Migrant Serum Bank

The Migrant Serum Bank (MSB), a serum repository, was established in 2002 to provide the opportunity to understand important public health problems that might impact migrant populations, such as vaccine-preventable diseases, intestinal parasites and other emerging infectious diseases, and non-communicable diseases. Over 500,000 immigrants and refugees who resettle to the US annually are required to undergo medical examinations that address a limited number of communicable diseases of public health importance. The MSB is composed of anonymous sera remaining from blood collected from US-bound immigrants and refugees during these exams. Additional demographic information that may be available for sera include age at collection, gender, birth city/country, country of processing, refugee group, and refugee camp (if available).

As of 2008, the MSB has obtained more than 40,000 sera from immigrants and refugees from Africa, Asia, the Middle East, and Mexico.

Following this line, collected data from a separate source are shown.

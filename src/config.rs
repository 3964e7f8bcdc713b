use crate::scheduler::ScheduleConfig;
use crate::sync::{SyncOptions, DEFAULT_MISSING_MARKER, DEFAULT_NEW_TRANSLATION_MARKER};
use anyhow::{bail, Result};
use std::path::PathBuf;
use std::time::Duration;

pub const DEFAULT_TRANSLATE_API_URL: &str = "https://translate.googleapis.com/translate_a/single";

#[derive(Debug, Clone)]
pub struct Config {
    // Locale files
    pub locales_dir: PathBuf,
    pub source_language: String,

    // Translation service
    pub translate_api_url: String,
    pub request_timeout_secs: u64,
    /// Extra `app=service` language code mappings
    pub language_map: Option<String>,

    // Markers
    pub missing_marker: String,
    pub new_translation_marker: String,
    pub mark_new_translations: bool,

    // Throttling
    pub batch_size: usize,
    pub call_delay_ms: u64,
    pub batch_delay_ms: u64,
    pub language_concurrency: usize,

    // Cache (in-memory only when unset)
    pub cache_file: Option<PathBuf>,
}

impl Default for Config {
    fn default() -> Self {
        Self {
            locales_dir: PathBuf::from("locales"),
            source_language: "en".to_string(),
            translate_api_url: DEFAULT_TRANSLATE_API_URL.to_string(),
            request_timeout_secs: 10,
            language_map: None,
            missing_marker: DEFAULT_MISSING_MARKER.to_string(),
            new_translation_marker: DEFAULT_NEW_TRANSLATION_MARKER.to_string(),
            mark_new_translations: false,
            batch_size: 5,
            call_delay_ms: 500,
            batch_delay_ms: 1500,
            language_concurrency: 1,
            cache_file: None,
        }
    }
}

fn parse_var<T: std::str::FromStr>(value: Option<String>) -> Option<T> {
    value.and_then(|v| v.trim().parse().ok())
}

fn flag_var(value: Option<String>) -> Option<bool> {
    value.map(|v| matches!(v.trim().to_ascii_lowercase().as_str(), "1" | "true" | "yes" | "on"))
}

impl Config {
    /// Read the configuration from the process environment.
    ///
    /// Not validated here: command-line overrides are applied first, then
    /// the caller runs [`Config::validate`].
    pub fn from_env() -> Self {
        Self::from_vars(|name| std::env::var(name).ok())
    }

    /// Build a configuration from any variable lookup, with defaults for
    /// missing or unparsable values.
    pub fn from_vars(var: impl Fn(&str) -> Option<String>) -> Self {
        let defaults = Self::default();

        Self {
            // Locale files
            locales_dir: var("LOCALES_DIR")
                .map(PathBuf::from)
                .unwrap_or(defaults.locales_dir),
            source_language: var("SOURCE_LANGUAGE").unwrap_or(defaults.source_language),

            // Translation service
            translate_api_url: var("TRANSLATE_API_URL").unwrap_or(defaults.translate_api_url),
            request_timeout_secs: parse_var(var("REQUEST_TIMEOUT_SECS"))
                .unwrap_or(defaults.request_timeout_secs),
            language_map: var("LANGUAGE_MAP"),

            // Markers
            missing_marker: var("MISSING_MARKER").unwrap_or(defaults.missing_marker),
            new_translation_marker: var("NEW_TRANSLATION_MARKER")
                .unwrap_or(defaults.new_translation_marker),
            mark_new_translations: flag_var(var("MARK_NEW_TRANSLATIONS"))
                .unwrap_or(defaults.mark_new_translations),

            // Throttling
            batch_size: parse_var(var("BATCH_SIZE")).unwrap_or(defaults.batch_size),
            call_delay_ms: parse_var(var("CALL_DELAY_MS")).unwrap_or(defaults.call_delay_ms),
            batch_delay_ms: parse_var(var("BATCH_DELAY_MS")).unwrap_or(defaults.batch_delay_ms),
            language_concurrency: parse_var(var("LANGUAGE_CONCURRENCY"))
                .unwrap_or(defaults.language_concurrency),

            // Cache
            cache_file: var("CACHE_FILE").map(PathBuf::from),
        }
    }

    pub fn validate(&self) -> Result<()> {
        if self.source_language.trim().is_empty() {
            bail!("SOURCE_LANGUAGE must not be empty");
        }
        if self.batch_size == 0 {
            bail!("BATCH_SIZE must be at least 1");
        }
        if self.language_concurrency == 0 {
            bail!("LANGUAGE_CONCURRENCY must be at least 1");
        }
        if self.missing_marker.is_empty() {
            bail!("MISSING_MARKER must not be empty");
        }
        if self.missing_marker == self.new_translation_marker {
            bail!("MISSING_MARKER and NEW_TRANSLATION_MARKER must differ");
        }
        Ok(())
    }

    pub fn schedule(&self) -> ScheduleConfig {
        ScheduleConfig {
            batch_size: self.batch_size,
            call_delay: Duration::from_millis(self.call_delay_ms),
            batch_delay: Duration::from_millis(self.batch_delay_ms),
            language_concurrency: self.language_concurrency,
        }
    }

    pub fn sync_options(&self, force: bool) -> SyncOptions {
        SyncOptions {
            missing_marker: self.missing_marker.clone(),
            new_translation_marker: self.new_translation_marker.clone(),
            mark_new_translations: self.mark_new_translations,
            force,
        }
    }
}

#[cfg(test)]
mod tests {
    use super::*;

    #[test]
    fn test_default_config_is_valid() {
        let config = Config::default();
        assert!(config.validate().is_ok());
        assert_eq!(config.source_language, "en");
        assert_eq!(config.locales_dir, PathBuf::from("locales"));
    }

    fn vars<'a>(pairs: &'a [(&'a str, &'a str)]) -> impl Fn(&str) -> Option<String> + 'a {
        move |name: &str| {
            pairs
                .iter()
                .find(|(key, _)| *key == name)
                .map(|(_, value)| value.to_string())
        }
    }

    #[test]
    fn test_from_vars_reads_values() {
        let config = Config::from_vars(vars(&[
            ("LOCALES_DIR", "app/i18n"),
            ("SOURCE_LANGUAGE", "de"),
            ("BATCH_SIZE", " 3 "),
            ("MARK_NEW_TRANSLATIONS", "Yes"),
            ("CACHE_FILE", ".cache/translations.json"),
        ]));

        assert_eq!(config.locales_dir, PathBuf::from("app/i18n"));
        assert_eq!(config.source_language, "de");
        assert_eq!(config.batch_size, 3);
        assert!(config.mark_new_translations);
        assert_eq!(config.cache_file, Some(PathBuf::from(".cache/translations.json")));
    }

    #[test]
    fn test_from_vars_falls_back_on_unparsable_values() {
        let config = Config::from_vars(vars(&[("CALL_DELAY_MS", "soon")]));
        assert_eq!(config.call_delay_ms, Config::default().call_delay_ms);
    }

    #[test]
    fn test_invalid_env_value_can_be_overridden_before_validation() {
        let mut config = Config::from_vars(vars(&[("LANGUAGE_CONCURRENCY", "0")]));
        assert_eq!(config.language_concurrency, 0);
        assert!(config.validate().is_err());

        config.language_concurrency = 2;
        assert!(config.validate().is_ok());
    }

    #[test]
    fn test_validate_rejects_zero_batch_size() {
        let config = Config {
            batch_size: 0,
            ..Config::default()
        };
        assert!(config.validate().unwrap_err().to_string().contains("BATCH_SIZE"));
    }

    #[test]
    fn test_validate_rejects_zero_concurrency() {
        let config = Config {
            language_concurrency: 0,
            ..Config::default()
        };
        assert!(config.validate().is_err());
    }

    #[test]
    fn test_validate_rejects_bad_markers() {
        let empty = Config {
            missing_marker: String::new(),
            ..Config::default()
        };
        assert!(empty.validate().is_err());

        let same = Config {
            missing_marker: "!".to_string(),
            new_translation_marker: "!".to_string(),
            ..Config::default()
        };
        assert!(same.validate().unwrap_err().to_string().contains("must differ"));
    }

    #[test]
    fn test_schedule_from_config() {
        let config = Config {
            batch_size: 3,
            call_delay_ms: 250,
            batch_delay_ms: 1000,
            language_concurrency: 2,
            ..Config::default()
        };
        let schedule = config.schedule();

        assert_eq!(schedule.batch_size, 3);
        assert_eq!(schedule.call_delay, Duration::from_millis(250));
        assert_eq!(schedule.batch_delay, Duration::from_secs(1));
        assert_eq!(schedule.language_concurrency, 2);
    }

    #[test]
    fn test_sync_options_from_config() {
        let config = Config {
            mark_new_translations: true,
            ..Config::default()
        };
        let options = config.sync_options(true);

        assert!(options.force);
        assert!(options.mark_new_translations);
        assert_eq!(options.missing_marker, DEFAULT_MISSING_MARKER);
    }
}
use crate::config::Config;
use crate::error::TranslateError;
use crate::retry::{with_retry_if, RetryConfig};
use anyhow::{Context, Result};
use regex::Regex;
use serde_json::Value;
use std::future::Future;
use std::sync::OnceLock;
use std::time::Duration;
use tracing::debug;

/// A remote service that translates one string at a time.
///
/// Implementations are expected to fail often (network, rate limits,
/// unsupported languages); callers turn errors into per-entry outcomes.
pub trait Translator: Send + Sync {
    fn translate(
        &self,
        text: &str,
        target_language: &str,
    ) -> impl Future<Output = Result<String, TranslateError>> + Send;
}

static PLACEHOLDER_REGEX: OnceLock<Regex> = OnceLock::new();

/// Whether `text` should be sent to a translator at all.
///
/// Blank text has nothing to translate, and interpolation placeholders such
/// as `{{name}}` come back mangled by the service.
pub fn is_translatable(text: &str) -> bool {
    let regex = PLACEHOLDER_REGEX.get_or_init(|| Regex::new(r"\{\{[^{}]*\}\}").unwrap());
    !text.trim().is_empty() && !regex.is_match(text)
}

/// Client for the public Google Translate endpoint (`translate_a/single`).
#[derive(Debug, Clone)]
pub struct GoogleTranslator {
    client: reqwest::Client,
    api_url: String,
    source_language: String,
    retry: RetryConfig,
}

impl GoogleTranslator {
    pub fn new(client: reqwest::Client, api_url: &str, source_language: &str) -> Self {
        Self {
            client,
            api_url: api_url.to_string(),
            source_language: source_language.to_string(),
            retry: RetryConfig::translation(),
        }
    }

    /// Build a translator with its own HTTP client from the run configuration.
    pub fn from_config(config: &Config) -> Result<Self> {
        let client = reqwest::Client::builder()
            .timeout(Duration::from_secs(config.request_timeout_secs))
            .user_agent("Mozilla/5.0 (compatible; locale-sync)")
            .build()
            .context("Failed to create HTTP client")?;

        Ok(Self::new(client, &config.translate_api_url, &config.source_language))
    }

    pub fn with_retry(mut self, retry: RetryConfig) -> Self {
        self.retry = retry;
        self
    }

    async fn request(&self, text: &str, target_language: &str) -> Result<String, TranslateError> {
        let response = self
            .client
            .get(&self.api_url)
            .query(&[
                ("client", "gtx"),
                ("sl", self.source_language.as_str()),
                ("tl", target_language),
                ("dt", "t"),
                ("q", text),
            ])
            .send()
            .await?;

        if !response.status().is_success() {
            let status = response.status();
            let body = response
                .text()
                .await
                .unwrap_or_else(|e| format!("<failed to read body: {}>", e));
            return Err(TranslateError::Http { status, body });
        }

        let body = response.text().await?;
        let json: Value = serde_json::from_str(&body)
            .map_err(|e| TranslateError::MalformedResponse(format!("invalid JSON: {}", e)))?;

        join_segments(&json)
    }
}

impl Translator for GoogleTranslator {
    async fn translate(&self, text: &str, target_language: &str) -> Result<String, TranslateError> {
        let translated = with_retry_if(
            &self.retry,
            &format!("Translation to {}", target_language),
            || self.request(text, target_language),
            TranslateError::is_retryable,
        )
        .await?;

        debug!("Translated '{}' -> '{}' ({})", text, translated, target_language);
        Ok(translated)
    }
}

/// Concatenate the translated fragments at `[0][*][0]` of a response.
///
/// Longer texts come back split into one segment per sentence.
fn join_segments(json: &Value) -> Result<String, TranslateError> {
    let segments = json
        .get(0)
        .and_then(Value::as_array)
        .ok_or_else(|| TranslateError::MalformedResponse("missing segment array".to_string()))?;

    let translated: String = segments
        .iter()
        .filter_map(|segment| segment.get(0).and_then(Value::as_str))
        .collect();

    if translated.is_empty() {
        return Err(TranslateError::EmptyTranslation);
    }
    Ok(translated)
}
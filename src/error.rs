use std::path::PathBuf;
use thiserror::Error;

/// Failure of a single remote translation call.
#[derive(Debug, Error)]
pub enum TranslateError {
    #[error("translation service returned {status}: {body}")]
    Http {
        status: reqwest::StatusCode,
        body: String,
    },

    #[error("failed to reach translation service: {0}")]
    Network(#[from] reqwest::Error),

    #[error("malformed translation response: {0}")]
    MalformedResponse(String),

    #[error("translation service returned an empty translation")]
    EmptyTranslation,
}

impl TranslateError {
    /// Rate limiting, server errors and transport failures are worth retrying.
    /// Other client errors and bad payloads are not.
    pub fn is_retryable(&self) -> bool {
        match self {
            TranslateError::Http { status, .. } => {
                *status == reqwest::StatusCode::TOO_MANY_REQUESTS || status.is_server_error()
            }
            TranslateError::Network(_) => true,
            TranslateError::MalformedResponse(_) | TranslateError::EmptyTranslation => false,
        }
    }
}

/// Errors reading or writing locale files.
#[derive(Debug, Error)]
pub enum LocaleError {
    #[error("failed to read {path}: {source}")]
    Read {
        path: PathBuf,
        source: std::io::Error,
    },

    #[error("failed to parse {path}: {source}")]
    Parse {
        path: PathBuf,
        source: serde_json::Error,
    },

    #[error("{path} must contain a JSON object at the top level")]
    NotAnObject { path: PathBuf },

    #[error("failed to write {path}: {source}")]
    Write {
        path: PathBuf,
        source: std::io::Error,
    },

    #[error("failed to serialize locale tree: {0}")]
    Serialize(#[from] serde_json::Error),
}

/// Errors persisting the translation cache.
#[derive(Debug, Error)]
pub enum CacheError {
    #[error("failed to write cache file {path}: {source}")]
    Write {
        path: PathBuf,
        source: std::io::Error,
    },

    #[error("failed to serialize cache: {0}")]
    Serialize(#[from] serde_json::Error),
}
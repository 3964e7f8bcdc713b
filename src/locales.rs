use crate::error::LocaleError;
use serde_json::{Map, Value};
use std::path::{Path, PathBuf};
use tracing::{debug, warn};

/// Directory of `<language>.json` locale files.
#[derive(Debug, Clone)]
pub struct LocaleStore {
    dir: PathBuf,
}

impl LocaleStore {
    pub fn new(dir: impl Into<PathBuf>) -> Self {
        Self { dir: dir.into() }
    }

    pub fn dir(&self) -> &Path {
        &self.dir
    }

    pub fn path_for(&self, language: &str) -> PathBuf {
        self.dir.join(format!("{}.json", language))
    }

    /// Languages with a locale file, other than `source_language`, sorted.
    pub fn discover_languages(&self, source_language: &str) -> Result<Vec<String>, LocaleError> {
        let read_dir = std::fs::read_dir(&self.dir).map_err(|source| LocaleError::Read {
            path: self.dir.clone(),
            source,
        })?;

        let mut languages: Vec<String> = read_dir
            .filter_map(|entry| entry.ok())
            .map(|entry| entry.path())
            .filter(|path| path.is_file() && path.extension().is_some_and(|ext| ext == "json"))
            .filter_map(|path| path.file_stem()?.to_str().map(str::to_string))
            .filter(|language| language != source_language)
            .collect();

        languages.sort();
        Ok(languages)
    }

    /// Load the source tree. Any problem here is fatal for a run.
    pub fn load_source(&self, language: &str) -> Result<Value, LocaleError> {
        let path = self.path_for(language);
        let content = std::fs::read_to_string(&path).map_err(|source| LocaleError::Read {
            path: path.clone(),
            source,
        })?;

        let tree: Value = serde_json::from_str(&content).map_err(|source| LocaleError::Parse {
            path: path.clone(),
            source,
        })?;

        if !tree.is_object() {
            return Err(LocaleError::NotAnObject { path });
        }
        Ok(tree)
    }

    /// Load an existing target tree, falling back to an empty tree when the
    /// file is missing, unreadable, malformed or not an object.
    pub fn load_target(&self, language: &str) -> Value {
        let path = self.path_for(language);
        let empty = || Value::Object(Map::new());

        let content = match std::fs::read_to_string(&path) {
            Ok(content) => content,
            Err(e) if e.kind() == std::io::ErrorKind::NotFound => {
                debug!("{} does not exist yet, starting from an empty tree", path.display());
                return empty();
            }
            Err(e) => {
                warn!("Could not read {}, starting from an empty tree: {}", path.display(), e);
                return empty();
            }
        };

        match serde_json::from_str::<Value>(&content) {
            Ok(tree) if tree.is_object() => tree,
            Ok(_) => {
                warn!("{} is not a JSON object, starting from an empty tree", path.display());
                empty()
            }
            Err(e) => {
                warn!("Could not parse {}, starting from an empty tree: {}", path.display(), e);
                empty()
            }
        }
    }

    /// Write `tree` as pretty-printed JSON, replacing the file in one rename.
    pub fn write(&self, language: &str, tree: &Value) -> Result<PathBuf, LocaleError> {
        let path = self.path_for(language);
        let mut content = serde_json::to_string_pretty(tree)?;
        content.push('\n');

        let tmp_path = self.dir.join(format!(".{}.json.tmp", language));
        let write_err = |source| LocaleError::Write {
            path: path.clone(),
            source,
        };

        std::fs::write(&tmp_path, content).map_err(write_err)?;
        if let Err(e) = std::fs::rename(&tmp_path, &path) {
            let _ = std::fs::remove_file(&tmp_path);
            return Err(write_err(e));
        }

        Ok(path)
    }
}
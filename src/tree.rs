//! Path-based access to nested translation trees.
//!
//! A translation tree is a JSON object whose interior nodes are objects and
//! whose leaves are anything else (usually strings). Leaves are addressed by
//! dot-joined paths such as `settings.profile.title`.

use serde_json::{Map, Value};

/// One leaf of a translation tree, addressed by its dot-joined path.
#[derive(Debug, Clone, PartialEq)]
pub struct TranslationEntry {
    pub path: String,
    pub value: Value,
}

/// Flatten a tree into its leaves, depth-first in key order.
///
/// Empty objects produce no entries. A root that is not an object has no
/// addressable leaves and yields an empty list.
pub fn flatten(tree: &Value) -> Vec<TranslationEntry> {
    let mut entries = Vec::new();
    if let Value::Object(map) = tree {
        flatten_into(map, None, &mut entries);
    }
    entries
}

/// `prefix` is `None` only at the root; an empty parent key still counts as a
/// segment, so `{"": {"b": 1}}` flattens to `.b`.
fn flatten_into(
    map: &Map<String, Value>,
    prefix: Option<&str>,
    entries: &mut Vec<TranslationEntry>,
) {
    for (key, value) in map {
        let path = match prefix {
            Some(prefix) => format!("{}.{}", prefix, key),
            None => key.clone(),
        };

        match value {
            Value::Object(child) => flatten_into(child, Some(&path), entries),
            leaf => entries.push(TranslationEntry {
                path,
                value: leaf.clone(),
            }),
        }
    }
}

/// Rebuild a nested tree from flattened entries, in entry order.
pub fn unflatten<I>(entries: I) -> Value
where
    I: IntoIterator<Item = TranslationEntry>,
{
    let mut tree = Value::Object(Map::new());
    for entry in entries {
        set_value_at_path(&mut tree, &entry.path, entry.value);
    }
    tree
}

/// Look up the value at `path`.
///
/// Returns `None` when any segment is missing or an intermediate segment is
/// not an object.
pub fn get_value_at_path<'a>(tree: &'a Value, path: &str) -> Option<&'a Value> {
    path.split('.')
        .try_fold(tree, |node, segment| node.as_object()?.get(segment))
}

/// Store `value` at `path`, creating intermediate objects as needed.
///
/// A non-object value found on the way (including a non-object root) is
/// replaced by an empty object.
pub fn set_value_at_path(tree: &mut Value, path: &str, value: Value) {
    let (parents, key) = match path.rsplit_once('.') {
        Some((parents, key)) => (Some(parents), key),
        None => (None, path),
    };

    let mut map = coerce_object(tree);
    for segment in parents.into_iter().flat_map(|p| p.split('.')) {
        let child = map
            .entry(segment.to_string())
            .or_insert_with(|| Value::Object(Map::new()));
        map = coerce_object(child);
    }
    map.insert(key.to_string(), value);
}

fn coerce_object(node: &mut Value) -> &mut Map<String, Value> {
    if !node.is_object() {
        *node = Value::Object(Map::new());
    }
    match node {
        Value::Object(map) => map,
        _ => unreachable!("node was just replaced by an object"),
    }
}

These specimens are available for investigators once a study proposal has been approved by the Division of Global Migration and Quarantine.

For additional information on MSB and request for sera, contact us at irmhdomestic@cdc.gov.

 

Circular building surrounded by South African people waiting in the grass for medical care

South African people waiting in the grass for medical care

Selected Studies Using the Serum Bank Specimens

Selected Studies Using the Serum Bank Specimens
Study Population Objective Publication
Seroprevalence of Histoplamosis Somali, Burmese, and Hmong Refugees in Thailand and Kenya To assess the seroprevalence and risk of Histoplasma capsulatum infection in refugee groups residing in Thailand and Kenya for extended periods of time Bahr NC, Lee D, Stauffer WM, et al. Seroprevalence of Histoplasmosis in Somali, Burmese, and Hmong Refugees Residing in Thailand and Kenya. Journal of immigrant and minority health. 2018;20(2):334-338.
Hepatitis B virus and hepatitis C virus infections in United States- bound refugees Asia, Africa To assess the prevalence of active hepatitis B and C virus infections in at-risk populations in order to describe epidemiologic and virologic characteristics Mixson-Hayden T, Lee D, Ganova-Raeva L, et al. Hepatitis B virus and hepatitis C virus infections in United States-bound refugees from Asia and Africa. The American journal of tropical medicine and hygiene. 2014;90(6):1014-1020.
Seroprevalence of antibodies against Taenia solium cysticerci among refugees resettled in United States Laos, Burma, Bhutan, Burundi To assess the seroprevalence of antibodies against T. solium cysts to determine public health implications and future research O’Neal SE, Townes JM, Wilkins PP, et al. Seroprevalence of antibodies against Taenia solium cysticerci among refugees resettled in United States. Emerging infectious diseases. 2012;18(3):431-438.
Intestinal helminth testing Somali To determine the seroprevalence of schistosoma and strongloides Posey DL, et al. High prevalence and presumptive treatment of schistosomiasis and strongyloidiasis among African refugees. Clin Infect Dis. 2007 Nov 15;45(10):1310-5.